• [TASK PROMPT] For every line in the data below that contains "Result", copy the line.
:: EXTRACTED ENTRIES
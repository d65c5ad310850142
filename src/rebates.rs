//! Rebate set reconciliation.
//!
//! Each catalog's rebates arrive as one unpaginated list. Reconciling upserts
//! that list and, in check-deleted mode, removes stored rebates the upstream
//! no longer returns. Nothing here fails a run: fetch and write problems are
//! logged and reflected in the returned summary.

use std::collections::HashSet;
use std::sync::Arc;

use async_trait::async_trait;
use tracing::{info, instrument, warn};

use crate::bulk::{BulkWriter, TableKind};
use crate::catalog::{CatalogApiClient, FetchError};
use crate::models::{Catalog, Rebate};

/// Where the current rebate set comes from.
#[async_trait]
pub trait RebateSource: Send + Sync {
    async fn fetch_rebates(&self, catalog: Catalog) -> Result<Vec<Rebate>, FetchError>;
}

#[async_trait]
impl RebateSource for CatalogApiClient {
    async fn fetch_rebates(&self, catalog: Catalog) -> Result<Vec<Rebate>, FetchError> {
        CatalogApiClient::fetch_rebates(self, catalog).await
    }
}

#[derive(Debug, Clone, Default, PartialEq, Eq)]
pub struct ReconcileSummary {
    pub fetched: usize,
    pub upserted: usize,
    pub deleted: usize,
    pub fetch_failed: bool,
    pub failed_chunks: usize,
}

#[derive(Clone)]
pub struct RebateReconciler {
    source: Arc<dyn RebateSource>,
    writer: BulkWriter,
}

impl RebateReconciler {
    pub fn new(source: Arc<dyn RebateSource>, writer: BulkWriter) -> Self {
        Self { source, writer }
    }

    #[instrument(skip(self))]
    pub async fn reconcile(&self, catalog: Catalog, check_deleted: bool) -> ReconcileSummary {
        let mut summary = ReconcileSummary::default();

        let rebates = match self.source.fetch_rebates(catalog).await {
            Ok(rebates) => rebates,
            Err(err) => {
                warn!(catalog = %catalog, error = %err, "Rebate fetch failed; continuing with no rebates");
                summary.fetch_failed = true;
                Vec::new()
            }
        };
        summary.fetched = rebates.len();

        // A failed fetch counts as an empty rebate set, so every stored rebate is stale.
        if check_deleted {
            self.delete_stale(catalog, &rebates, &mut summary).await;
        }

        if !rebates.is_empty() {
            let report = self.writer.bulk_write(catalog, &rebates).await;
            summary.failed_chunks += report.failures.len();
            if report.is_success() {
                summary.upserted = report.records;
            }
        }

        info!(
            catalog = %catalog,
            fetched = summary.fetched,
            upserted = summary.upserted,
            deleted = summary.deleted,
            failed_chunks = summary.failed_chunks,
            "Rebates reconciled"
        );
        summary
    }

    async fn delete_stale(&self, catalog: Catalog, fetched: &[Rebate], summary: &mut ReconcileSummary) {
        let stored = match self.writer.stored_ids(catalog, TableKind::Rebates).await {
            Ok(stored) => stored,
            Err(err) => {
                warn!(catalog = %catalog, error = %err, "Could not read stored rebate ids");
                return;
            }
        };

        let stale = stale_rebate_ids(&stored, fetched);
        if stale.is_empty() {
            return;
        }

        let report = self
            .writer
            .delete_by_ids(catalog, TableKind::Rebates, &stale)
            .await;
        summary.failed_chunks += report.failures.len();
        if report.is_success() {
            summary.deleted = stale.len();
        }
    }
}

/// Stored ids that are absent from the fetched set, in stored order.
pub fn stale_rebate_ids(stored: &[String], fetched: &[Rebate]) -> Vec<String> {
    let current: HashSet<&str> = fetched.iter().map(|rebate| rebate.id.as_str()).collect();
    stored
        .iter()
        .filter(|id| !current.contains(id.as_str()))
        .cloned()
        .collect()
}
::::
• [ANSWER TO THIS EXERCISE]
    async fn fetch_rebates(&self, catalog: Catalog) -> Result<Vec<Rebate>, FetchError>;
    async fn fetch_rebates(&self, catalog: Catalog) -> Result<Vec<Rebate>, FetchError> {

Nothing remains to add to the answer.